Days earlier, Congress had authorized Bush “to use all necessary and appropriate force against those nations, organizations, or persons he determine[d] planned, authorized, committed, or aided the terrorist attacks that occurred on September 11, 2001 or harbored such organizations or persons.” By then, it was already evident, as Bush said in his address, that al-Qaeda was responsible for the attacks. But it was equally clear that he had no intention of conducting a limited campaign. “Our war on terror begins with al-Qaeda, but it does not end there,” he announced. “It will not end until every terrorist group of global reach has been found, stopped, and defeated.”

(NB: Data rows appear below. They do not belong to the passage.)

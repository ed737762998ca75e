// Screen expectations - the public surface used by UI tests.
// Captures frames from a remote screen, searches templates in them and
// polls until exactly one instance is visible.

pub mod session;

#[cfg(test)]
mod tests;

pub use session::{ScreenMatch, load_template};
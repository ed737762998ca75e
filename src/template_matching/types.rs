/// Template matching data types
use image::{GrayImage, RgbImage};
use serde::Serialize;

/// A single alignment passing the similarity threshold, before clustering
#[derive(Clone, Copy, Debug, PartialEq, Eq)]
pub struct RawHit {
    /// X coordinate of the template's top-left corner in the frame
    pub x: u32,
    /// Y coordinate of the template's top-left corner in the frame
    pub y: u32,
    /// Sum of squared per-channel differences (0 = identical)
    pub score: u64,
}

/// One deduplicated, template-sized detection.
///
/// Coordinates are inclusive: `right - left + 1` is the template width and
/// `bottom - top + 1` the template height. Serializes as `[left, top, right, bottom]`.
#[derive(Clone, Copy, Debug, PartialEq, Eq, PartialOrd, Ord, Hash, Serialize)]
#[serde(into = "[u32; 4]")]
pub struct BoundingBox {
    pub left: u32,
    pub top: u32,
    pub right: u32,
    pub bottom: u32,
}

impl BoundingBox {
    /// Box of a `width`x`height` template whose top-left corner is at (`x`, `y`)
    pub fn from_top_left(x: u32, y: u32, width: u32, height: u32) -> Self {
        Self {
            left: x,
            top: y,
            right: x + width - 1,
            bottom: y + height - 1,
        }
    }

    pub fn width(&self) -> u32 {
        self.right - self.left + 1
    }

    pub fn height(&self) -> u32 {
        self.bottom - self.top + 1
    }

    /// Integer midpoint, suitable as a click target
    pub fn centroid(&self) -> (u32, u32) {
        ((self.left + self.right) / 2, (self.top + self.bottom) / 2)
    }
}

impl From<BoundingBox> for [u32; 4] {
    fn from(b: BoundingBox) -> Self {
        [b.left, b.top, b.right, b.bottom]
    }
}

impl From<(u32, u32, u32, u32)> for BoundingBox {
    fn from((left, top, right, bottom): (u32, u32, u32, u32)) -> Self {
        Self {
            left,
            top,
            right,
            bottom,
        }
    }
}

/// Outcome of a single search on a captured frame.
///
/// Built once per search and never modified afterwards.
#[derive(Clone, Debug)]
pub struct FindResult {
    template: Option<RgbImage>,
    frame: RgbImage,
    mask: Option<GrayImage>,
    boxes: Vec<BoundingBox>,
}

impl FindResult {
    /// Result of a capture without a search
    pub fn capture_only(frame: RgbImage) -> Self {
        Self {
            template: None,
            frame,
            mask: None,
            boxes: Vec::new(),
        }
    }

    pub(crate) fn new(
        template: RgbImage,
        frame: RgbImage,
        mask: GrayImage,
        boxes: Vec<BoundingBox>,
    ) -> Self {
        debug_assert_eq!(mask.dimensions(), frame.dimensions());
        Self {
            template: Some(template),
            frame,
            mask: Some(mask),
            boxes,
        }
    }

    /// The image that has been searched for
    pub fn template(&self) -> Option<&RgbImage> {
        self.template.as_ref()
    }

    /// The captured screen
    pub fn frame(&self) -> &RgbImage {
        &self.frame
    }

    /// Frame-sized mask with 1 at every raw-hit top-left position
    pub fn mask(&self) -> Option<&GrayImage> {
        self.mask.as_ref()
    }

    pub fn boxes(&self) -> &[BoundingBox] {
        &self.boxes
    }

    /// The only box, if exactly one instance was found
    pub fn single(&self) -> Option<&BoundingBox> {
        match self.boxes.as_slice() {
            [only] => Some(only),
            _ => None,
        }
    }

    /// Message describing why this result does not hold exactly one match
    pub fn failure_message(&self) -> &'static str {
        if self.boxes.len() > 1 {
            "image found multiple times"
        } else {
            "image not found"
        }
    }
}
//! Configuration for screen matching operations

use crate::error::{MatchError, MatchResult};
use std::path::{Path, PathBuf};

/// Default directory receiving failure reports, relative to the working directory
pub const DEFAULT_REPORT_ROOT: &str = "vncmatch_fails";

pub const ENV_REPORT_DIR: &str = "VNCMATCH_REPORT_DIR";
pub const ENV_THRESHOLD: &str = "VNCMATCH_THRESHOLD";
pub const ENV_IMAGES_DIR: &str = "VNCMATCH_IMAGES_DIR";

#[derive(Debug, Clone)]
pub struct MatchConfig {
    /// A position is a hit if its squared difference sum is at most
    /// `threshold_factor * template_width * template_height`
    pub threshold_factor: f64,
    /// Sleep between polls as a fraction of the total timeout
    pub poll_fraction: f64,
    /// Directory under which failure reports are created
    pub report_root: PathBuf,
    /// Base directory for relative template paths (`None` = working directory)
    pub images_dir: Option<PathBuf>,
}

impl Default for MatchConfig {
    fn default() -> Self {
        Self {
            threshold_factor: 0.5,
            poll_fraction: 0.1,
            report_root: PathBuf::from(DEFAULT_REPORT_ROOT),
            images_dir: None,
        }
    }
}

impl MatchConfig {
    /// Configuration for a test suite that keeps its templates under `images/`
    pub fn with_images_dir(images_dir: impl Into<PathBuf>) -> Self {
        Self {
            images_dir: Some(images_dir.into()),
            ..Self::default()
        }
    }

    /// Default configuration with `VNCMATCH_*` environment overrides applied
    pub fn from_env() -> MatchResult<Self> {
        Self::default().apply_overrides(|key| std::env::var(key).ok())
    }

    /// Apply overrides from a key lookup (environment or otherwise)
    pub fn apply_overrides<F>(mut self, lookup: F) -> MatchResult<Self>
    where
        F: Fn(&str) -> Option<String>,
    {
        if let Some(dir) = lookup(ENV_REPORT_DIR).filter(|v| !v.is_empty()) {
            self.report_root = PathBuf::from(dir);
        }
        if let Some(dir) = lookup(ENV_IMAGES_DIR).filter(|v| !v.is_empty()) {
            self.images_dir = Some(PathBuf::from(dir));
        }
        if let Some(raw) = lookup(ENV_THRESHOLD) {
            self.threshold_factor = match raw.trim().parse::<f64>() {
                Ok(v) if v.is_finite() && v >= 0.0 => v,
                _ => {
                    return Err(MatchError::InvalidConfig {
                        key: ENV_THRESHOLD,
                        value: raw,
                    });
                }
            };
        }
        Ok(self)
    }

    /// Resolve a template path against `images_dir`
    pub fn template_path(&self, path: &Path) -> PathBuf {
        match &self.images_dir {
            Some(dir) if path.is_relative() => dir.join(path),
            _ => path.to_path_buf(),
        }
    }
}
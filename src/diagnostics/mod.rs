//! Failure diagnostics for screen expectations
//!
//! Writes the search template, the captured screen, the list of found boxes
//! and a highlight overlay into a timestamped report directory.

pub mod overlay;
pub mod writer;

pub use overlay::{HIGHLIGHT, compose_overlay};
pub use writer::{
    COORD_LIST_FILE, DiagnosticsWriter, FOUND_IMAGE_FILE, SCREEN_IMAGE_FILE, TEMPLATE_IMAGE_FILE,
    report_dir_name, sanitize,
};
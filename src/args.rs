use std::env;
use std::path::PathBuf;
use std::time::Duration;

#[derive(Debug, Clone, PartialEq)]
pub enum Mode {
    /// List every match of the image (or just capture when no image is given)
    Find,
    /// Require exactly one match and print its center
    Expect,
}

#[derive(Debug, PartialEq)]
pub struct Args {
    pub mode: Mode,
    pub screen: PathBuf,
    pub image: Option<PathBuf>,
    pub timeout: Duration,
    pub report_dir: Option<PathBuf>,
    pub images_dir: Option<PathBuf>,
}

impl Args {
    /// Parse the process arguments. `Ok(None)` means nothing is left to do
    /// (help or version printed).
    pub fn parse() -> Result<Option<Self>, String> {
        let parsed = Self::parse_from(env::args().skip(1));
        if parsed.is_err() {
            print_help();
        }
        parsed
    }

    pub fn parse_from<I>(args: I) -> Result<Option<Self>, String>
    where
        I: IntoIterator<Item = String>,
    {
        let mut mode = Mode::Find;
        let mut screen: Option<PathBuf> = None;
        let mut image: Option<PathBuf> = None;
        let mut timeout = Duration::ZERO;
        let mut report_dir: Option<PathBuf> = None;
        let mut images_dir: Option<PathBuf> = None;

        for arg in args {
            if arg == "--help" || arg == "-h" {
                print_help();
                return Ok(None);
            } else if arg == "--version" || arg == "-v" {
                println!(
                    "vnc-match v{} ({})",
                    env!("APP_VERSION_DISPLAY"),
                    env!("APP_BUILD_YEAR")
                );
                return Ok(None);
            } else if arg == "--expect" || arg == "-e" {
                mode = Mode::Expect;
            } else if let Some(val) = arg.strip_prefix("--screen=") {
                screen = Some(PathBuf::from(val));
            } else if let Some(val) = arg.strip_prefix("--image=") {
                image = Some(PathBuf::from(val));
            } else if let Some(val) = arg.strip_prefix("--timeout=") {
                timeout = val
                    .parse::<f64>()
                    .ok()
                    .and_then(|secs| Duration::try_from_secs_f64(secs).ok())
                    .ok_or_else(|| format!("Invalid timeout value: {val}"))?;
            } else if let Some(val) = arg.strip_prefix("--report-dir=") {
                report_dir = Some(PathBuf::from(val));
            } else if let Some(val) = arg.strip_prefix("--images-dir=") {
                images_dir = Some(PathBuf::from(val));
            } else {
                return Err(format!("Unknown argument: {arg}"));
            }
        }

        let screen = screen.ok_or_else(|| "Missing --screen=<file>".to_string())?;
        if mode == Mode::Expect && image.is_none() {
            return Err("--expect requires --image=<file>".to_string());
        }

        Ok(Some(Args {
            mode,
            screen,
            image,
            timeout,
            report_dir,
            images_dir,
        }))
    }
}

fn print_help() {
    println!("🔍 vnc-match - find reference images on a screenshot");
    println!();
    println!("USAGE:");
    println!("    vnc-match --screen=<file> [--image=<file>] [FLAGS]");
    println!();
    println!("FLAGS:");
    println!("    --screen=<file>     Screenshot to search (re-read on every attempt)");
    println!("    --image=<file>      Image to search for");
    println!("    --expect, -e        Require exactly one match, print its center");
    println!("    --timeout=N         Keep retrying for N seconds (with --expect)");
    println!("    --report-dir=<dir>  Where failure reports go (default: vncmatch_fails)");
    println!("    --images-dir=<dir>  Base directory for relative image paths");
    println!("    --help, -h          Show this help message");
    println!("    --version, -v       Show version information");
    println!();
    println!("ENVIRONMENT:");
    println!("    VNCMATCH_REPORT_DIR, VNCMATCH_IMAGES_DIR, VNCMATCH_THRESHOLD");
    println!("    RUST_LOG            Log level (e.g. debug)");
    println!();
    println!("EXAMPLES:");
    println!("    vnc-match --screen=shot.png --image=images/button_clear.png");
    println!("    vnc-match --screen=shot.png --image=images/display_42.png --expect --timeout=3");
}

Congress had already assented to whatever the president saw fit to do. It had voted 420 to 1 in the House and 98 to 0 in the Senate to grant an Authorization for Use of Military Force (AUMF) that would give him (and presidents to come) essentially a free hand to make war around the world.
“I believe that it’s broad enough for the president to have the authority to do all that he needs to do to deal with this terrorist attack and threat,” Senate Minority Leader Trent Lott (R-MS) said at the time. “I also think that it is tight enough that the constitutional requirements and limitations are protected.” That AUMF would, however, quickly become a blank check for boundless war.
In the two decades since, that 2001 Authorization for Use of Military Force has been formally invoked to justify counterterrorism (CT) operations — including ground combat, airstrikes, detention, and the support of partner militaries — in 22 countries, according to a new report by Stephanie Savell of Brown University’s Costs of War Project. During that same time, the number of terrorist groups threatening Americans and American interests has, according to the U.S. State Department, more than doubled.
Under that AUMF, U.S. troops have conducted missions across four continents. The countries in question include some of little surprise like Afghanistan, Iraq, and Syria, and a few unexpected nations like Georgia and Kosovo. “In many cases the executive branch inadequately described the full scope of U.S. actions,” writes Savell, noting the regular invocation of vague language, pretzeled logic, and weak explanations. “In other cases, the executive branch reported on ‘support for CT operations,’ but did not acknowledge that troops were or could be involved in hostilities with militants.”